use chrono::{DateTime, Utc};
use serde::{Deserialize, Serialize};
use uuid::Uuid;

#[derive(Debug, Clone, Copy, Serialize, Deserialize, PartialEq, Eq, Hash)]
#[serde(rename_all = "SCREAMING_SNAKE_CASE")]
pub enum TripState {
    Pending,
    Assigned,
    Accepted,
    InProgress,
    Completed,
    Cancelled,
}

impl TripState {
    pub fn from_code(code: u8) -> Option<Self> {
        match code {
            1 => Some(TripState::Pending),
            2 => Some(TripState::Assigned),
            3 => Some(TripState::Accepted),
            4 => Some(TripState::InProgress),
            5 => Some(TripState::Completed),
            6 => Some(TripState::Cancelled),
            _ => None,
        }
    }

    /// Accepts the state name (any case) or its numeric code.
    pub fn parse(raw: &str) -> Option<Self> {
        let raw = raw.trim();
        if let Ok(code) = raw.parse::<u8>() {
            return Self::from_code(code);
        }

        match raw.to_ascii_uppercase().as_str() {
            "PENDING" => Some(TripState::Pending),
            "ASSIGNED" => Some(TripState::Assigned),
            "ACCEPTED" => Some(TripState::Accepted),
            "IN_PROGRESS" => Some(TripState::InProgress),
            "COMPLETED" => Some(TripState::Completed),
            "CANCELLED" => Some(TripState::Cancelled),
            _ => None,
        }
    }

    /// States that hold the driver and vehicle for the scheduled slot.
    pub fn occupies_slot(self) -> bool {
        matches!(
            self,
            TripState::Assigned | TripState::Accepted | TripState::InProgress
        )
    }
}

#[derive(Debug, Clone, Serialize, Deserialize)]
pub struct Trip {
    pub id: Uuid,
    pub hotel_id: Uuid,
    pub route_id: Uuid,
    pub requested_by: Uuid,
    pub requested_at: DateTime<Utc>,
    pub scheduled_for: DateTime<Utc>,
    pub state: TripState,
}
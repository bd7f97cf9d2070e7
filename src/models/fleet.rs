use chrono::{DateTime, Utc};
use serde::{Deserialize, Serialize};
use uuid::Uuid;

#[derive(Debug, Clone, Copy, Serialize, Deserialize, PartialEq, Eq, Hash)]
#[serde(rename_all = "SCREAMING_SNAKE_CASE")]
pub enum Role {
    Requester,
    Driver,
    Supervisor,
    Admin,
}

impl Role {
    pub fn from_code(code: u8) -> Option<Self> {
        match code {
            1 => Some(Role::Requester),
            2 => Some(Role::Driver),
            3 => Some(Role::Supervisor),
            4 => Some(Role::Admin),
            _ => None,
        }
    }

    /// Accepts either the role name (any case) or its numeric code.
    pub fn parse(raw: &str) -> Option<Self> {
        let raw = raw.trim();
        if let Ok(code) = raw.parse::<u8>() {
            return Self::from_code(code);
        }

        match raw.to_ascii_lowercase().as_str() {
            "requester" | "user" => Some(Role::Requester),
            "driver" => Some(Role::Driver),
            "supervisor" => Some(Role::Supervisor),
            "admin" => Some(Role::Admin),
            _ => None,
        }
    }

    pub fn is_supervisory(self) -> bool {
        matches!(self, Role::Supervisor | Role::Admin)
    }
}

#[derive(Debug, Clone, Copy, Serialize, Deserialize, PartialEq, Eq)]
#[serde(rename_all = "SCREAMING_SNAKE_CASE")]
pub enum ActivityState {
    Active,
    Inactive,
}

#[derive(Debug, Clone, Copy, Serialize, Deserialize, PartialEq, Eq)]
#[serde(rename_all = "SCREAMING_SNAKE_CASE")]
pub enum VehicleStatus {
    Available,
    Maintenance,
    OutOfService,
}

#[derive(Debug, Clone, Serialize, Deserialize)]
pub struct Hotel {
    pub id: Uuid,
    pub name: String,
    pub activity: ActivityState,
}

#[derive(Debug, Clone, Serialize, Deserialize)]
pub struct Route {
    pub id: Uuid,
    pub hotel_id: Uuid,
    pub name: String,
    pub origin: String,
    pub destination: String,
    pub activity: ActivityState,
}

#[derive(Debug, Clone, Serialize, Deserialize)]
pub struct User {
    pub id: Uuid,
    pub hotel_id: Option<Uuid>,
    pub role: Role,
    pub name: String,
    pub activity: ActivityState,
    pub suspended: bool,
    pub updated_at: DateTime<Utc>,
}

impl User {
    /// Driver who may take trips right now, ignoring pairing and bookings.
    pub fn is_dispatchable_driver(&self) -> bool {
        self.role == Role::Driver && self.activity == ActivityState::Active && !self.suspended
    }
}

#[derive(Debug, Clone, Serialize, Deserialize)]
pub struct Vehicle {
    pub id: Uuid,
    pub hotel_id: Uuid,
    pub plate: String,
    pub status: VehicleStatus,
    pub updated_at: DateTime<Utc>,
}

#[derive(Debug, Clone, Serialize, Deserialize)]
pub struct DriverAvailability {
    pub driver_id: Uuid,
    pub weekly_available: bool,
    pub shift_started_at: Option<DateTime<Utc>>,
    pub shift_ended_at: Option<DateTime<Utc>>,
}

impl DriverAvailability {
    pub fn new(driver_id: Uuid) -> Self {
        Self {
            driver_id,
            weekly_available: true,
            shift_started_at: None,
            shift_ended_at: None,
        }
    }

    /// Starting a shift clears the previous end marker.
    pub fn on_shift(&self) -> bool {
        self.shift_started_at.is_some() && self.shift_ended_at.is_none()
    }
}
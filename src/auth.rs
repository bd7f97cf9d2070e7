//! Caller identity as forwarded by the authenticating gateway.
//!
//! Tokens are validated upstream; this service only reads the resulting claims
//! from request headers.

use axum::async_trait;
use axum::extract::FromRequestParts;
use axum::http::request::Parts;
use axum::http::HeaderMap;
use uuid::Uuid;

use crate::error::AppError;
use crate::models::fleet::Role;

pub const SUBJECT_HEADER: &str = "x-subject-id";
pub const ROLE_HEADER: &str = "x-role";
pub const HOTEL_HEADER: &str = "x-hotel-id";

#[derive(Debug, Clone, Copy, PartialEq, Eq)]
pub struct Claims {
    pub subject_id: Uuid,
    pub role: Role,
    pub hotel_id: Option<Uuid>,
}

impl Claims {
    pub fn from_headers(headers: &HeaderMap) -> Result<Self, AppError> {
        let subject_id = header(headers, SUBJECT_HEADER)?
            .ok_or_else(|| AppError::Unauthorized(format!("missing {SUBJECT_HEADER}")))?;
        let subject_id = Uuid::parse_str(subject_id)
            .map_err(|err| AppError::Unauthorized(format!("invalid {SUBJECT_HEADER}: {err}")))?;

        let role = header(headers, ROLE_HEADER)?
            .ok_or_else(|| AppError::Unauthorized(format!("missing {ROLE_HEADER}")))?;
        let role = Role::parse(role)
            .ok_or_else(|| AppError::Unauthorized(format!("unknown role: {role}")))?;

        let hotel_id = header(headers, HOTEL_HEADER)?
            .filter(|raw| !raw.trim().is_empty())
            .map(|raw| {
                Uuid::parse_str(raw.trim()).map_err(|err| {
                    AppError::Unauthorized(format!("invalid {HOTEL_HEADER}: {err}"))
                })
            })
            .transpose()?;

        Ok(Self {
            subject_id,
            role,
            hotel_id,
        })
    }

    pub fn hotel(&self) -> Result<Uuid, AppError> {
        self.hotel_id
            .ok_or_else(|| AppError::Forbidden("caller has no hotel".to_string()))
    }

    /// Supervisors and admins act on their own hotel only.
    pub fn require_supervisor(&self) -> Result<Uuid, AppError> {
        if !self.role.is_supervisory() {
            return Err(AppError::Forbidden(
                "supervisor or admin role required".to_string(),
            ));
        }
        self.hotel()
    }

    pub fn require_driver(&self) -> Result<(), AppError> {
        match self.role {
            Role::Driver => Ok(()),
            Role::Requester | Role::Supervisor | Role::Admin => {
                Err(AppError::Forbidden("driver role required".to_string()))
            }
        }
    }

    pub fn require_admin(&self) -> Result<(), AppError> {
        match self.role {
            Role::Admin => Ok(()),
            Role::Requester | Role::Driver | Role::Supervisor => {
                Err(AppError::Forbidden("admin role required".to_string()))
            }
        }
    }
}

fn header<'a>(headers: &'a HeaderMap, name: &str) -> Result<Option<&'a str>, AppError> {
    headers
        .get(name)
        .map(|value| {
            value
                .to_str()
                .map(str::trim)
                .map_err(|_| AppError::Unauthorized(format!("{name} is not valid text")))
        })
        .transpose()
}

#[async_trait]
impl<S> FromRequestParts<S> for Claims
where
    S: Send + Sync,
{
    type Rejection = AppError;

    async fn from_request_parts(parts: &mut Parts, _state: &S) -> Result<Self, Self::Rejection> {
        Claims::from_headers(&parts.headers)
    }
}
//! Catalog maintenance: hotels, routes, users, vehicles and driver
//! availability.

use std::sync::Arc;

use axum::extract::{Path, State};
use axum::http::StatusCode;
use axum::routing::{patch, post, put};
use axum::Json;
use axum::Router;
use serde::Deserialize;
use tracing::info;
use uuid::Uuid;

use crate::auth::Claims;
use crate::error::AppError;
use crate::models::fleet::{
    ActivityState, DriverAvailability, Hotel, Role, Route, User, Vehicle, VehicleStatus,
};
use crate::state::AppState;

pub fn router() -> Router<Arc<AppState>> {
    Router::new()
        .route("/hotels", post(create_hotel))
        .route("/routes", post(create_route))
        .route("/users", post(create_user))
        .route("/users/:id/status", patch(update_user_status))
        .route("/vehicles", post(create_vehicle))
        .route("/vehicles/:id/status", patch(update_vehicle_status))
        .route("/drivers/:id/availability", put(set_availability))
        .route("/shifts/start", post(start_shift))
        .route("/shifts/end", post(end_shift))
}

#[derive(Deserialize)]
pub struct CreateHotelRequest {
    pub name: String,
}

#[derive(Deserialize)]
pub struct CreateRouteRequest {
    #[serde(default)]
    pub hotel_id: Option<Uuid>,
    pub name: String,
    pub origin: String,
    pub destination: String,
}

#[derive(Deserialize)]
pub struct CreateUserRequest {
    #[serde(default)]
    pub hotel_id: Option<Uuid>,
    pub role: Role,
    pub name: String,
}

#[derive(Deserialize)]
pub struct UpdateUserStatusRequest {
    #[serde(default)]
    pub activity: Option<ActivityState>,
    #[serde(default)]
    pub suspended: Option<bool>,
}

#[derive(Deserialize)]
pub struct CreateVehicleRequest {
    #[serde(default)]
    pub hotel_id: Option<Uuid>,
    pub plate: String,
}

#[derive(Deserialize)]
pub struct UpdateVehicleStatusRequest {
    pub status: VehicleStatus,
}

#[derive(Deserialize)]
pub struct AvailabilityRequest {
    pub weekly_available: bool,
}

/// Admins manage every hotel, supervisors only their own.
fn ensure_manages(claims: &Claims, hotel_id: Uuid) -> Result<(), AppError> {
    match claims.role {
        Role::Admin => Ok(()),
        Role::Supervisor if claims.hotel_id == Some(hotel_id) => Ok(()),
        Role::Supervisor => Err(AppError::Forbidden(format!(
            "hotel {hotel_id} is not managed by the caller"
        ))),
        Role::Requester | Role::Driver => Err(AppError::Forbidden(
            "supervisor or admin role required".to_string(),
        )),
    }
}

fn target_hotel(claims: &Claims, requested: Option<Uuid>) -> Result<Uuid, AppError> {
    let hotel_id = requested
        .or(claims.hotel_id)
        .ok_or_else(|| AppError::Validation("hotel_id is required".to_string()))?;
    ensure_manages(claims, hotel_id)?;
    Ok(hotel_id)
}

fn managed_user(state: &AppState, claims: &Claims, user_id: Uuid) -> Result<User, AppError> {
    let user = state.fleet.user(user_id)?;
    match user.hotel_id {
        Some(hotel_id) => ensure_manages(claims, hotel_id)?,
        None => claims.require_admin()?,
    }
    Ok(user)
}

async fn create_hotel(
    State(state): State<Arc<AppState>>,
    claims: Claims,
    Json(payload): Json<CreateHotelRequest>,
) -> Result<(StatusCode, Json<Hotel>), AppError> {
    claims.require_admin()?;
    let hotel = state.fleet.register_hotel(&payload.name)?;

    info!(hotel_id = %hotel.id, name = %hotel.name, "hotel registered");
    Ok((StatusCode::CREATED, Json(hotel)))
}

async fn create_route(
    State(state): State<Arc<AppState>>,
    claims: Claims,
    Json(payload): Json<CreateRouteRequest>,
) -> Result<(StatusCode, Json<Route>), AppError> {
    let hotel_id = target_hotel(&claims, payload.hotel_id)?;
    let route = state.fleet.register_route(
        hotel_id,
        &payload.name,
        &payload.origin,
        &payload.destination,
    )?;

    info!(route_id = %route.id, hotel_id = %hotel_id, name = %route.name, "route registered");
    Ok((StatusCode::CREATED, Json(route)))
}

async fn create_user(
    State(state): State<Arc<AppState>>,
    claims: Claims,
    Json(payload): Json<CreateUserRequest>,
) -> Result<(StatusCode, Json<User>), AppError> {
    let hotel_id = match payload.role {
        Role::Admin => {
            claims.require_admin()?;
            payload.hotel_id
        }
        Role::Requester | Role::Driver | Role::Supervisor => {
            Some(target_hotel(&claims, payload.hotel_id)?)
        }
    };
    let user = state
        .fleet
        .register_user(hotel_id, payload.role, &payload.name)?;

    info!(user_id = %user.id, role = ?user.role, hotel_id = ?user.hotel_id, "user registered");
    Ok((StatusCode::CREATED, Json(user)))
}

async fn update_user_status(
    State(state): State<Arc<AppState>>,
    claims: Claims,
    Path(id): Path<Uuid>,
    Json(payload): Json<UpdateUserStatusRequest>,
) -> Result<Json<User>, AppError> {
    managed_user(&state, &claims, id)?;
    let user = state
        .fleet
        .update_user_status(id, payload.activity, payload.suspended)?;

    info!(
        user_id = %user.id,
        activity = ?user.activity,
        suspended = user.suspended,
        "user status updated"
    );
    Ok(Json(user))
}

async fn create_vehicle(
    State(state): State<Arc<AppState>>,
    claims: Claims,
    Json(payload): Json<CreateVehicleRequest>,
) -> Result<(StatusCode, Json<Vehicle>), AppError> {
    let hotel_id = target_hotel(&claims, payload.hotel_id)?;
    let vehicle = state.fleet.register_vehicle(hotel_id, &payload.plate)?;

    info!(vehicle_id = %vehicle.id, plate = %vehicle.plate, "vehicle registered");
    Ok((StatusCode::CREATED, Json(vehicle)))
}

async fn update_vehicle_status(
    State(state): State<Arc<AppState>>,
    claims: Claims,
    Path(id): Path<Uuid>,
    Json(payload): Json<UpdateVehicleStatusRequest>,
) -> Result<Json<Vehicle>, AppError> {
    let vehicle = state.fleet.vehicle(id)?;
    ensure_manages(&claims, vehicle.hotel_id)?;
    let vehicle = state.fleet.update_vehicle_status(id, payload.status)?;

    info!(vehicle_id = %vehicle.id, status = ?vehicle.status, "vehicle status updated");
    Ok(Json(vehicle))
}

async fn set_availability(
    State(state): State<Arc<AppState>>,
    claims: Claims,
    Path(id): Path<Uuid>,
    Json(payload): Json<AvailabilityRequest>,
) -> Result<Json<DriverAvailability>, AppError> {
    managed_user(&state, &claims, id)?;
    let availability = state
        .fleet
        .set_weekly_availability(id, payload.weekly_available)?;

    info!(
        driver_id = %id,
        weekly_available = availability.weekly_available,
        "driver availability updated"
    );
    Ok(Json(availability))
}

async fn start_shift(
    State(state): State<Arc<AppState>>,
    claims: Claims,
) -> Result<Json<DriverAvailability>, AppError> {
    claims.require_driver()?;
    let availability = state.fleet.mark_shift(claims.subject_id, true)?;

    info!(driver_id = %claims.subject_id, "shift started");
    Ok(Json(availability))
}

async fn end_shift(
    State(state): State<Arc<AppState>>,
    claims: Claims,
) -> Result<Json<DriverAvailability>, AppError> {
    claims.require_driver()?;
    let availability = state.fleet.mark_shift(claims.subject_id, false)?;

    info!(driver_id = %claims.subject_id, "shift ended");
    Ok(Json(availability))
}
#####
== What the task asks ==
A line belongs in the answer if it contains the word "impl"; please copy each such line from the material.

== Task result ==
impl TripState {
impl Role {
impl User {
impl DriverAvailability {
impl Claims {
impl<S> FromRequestParts<S> for Claims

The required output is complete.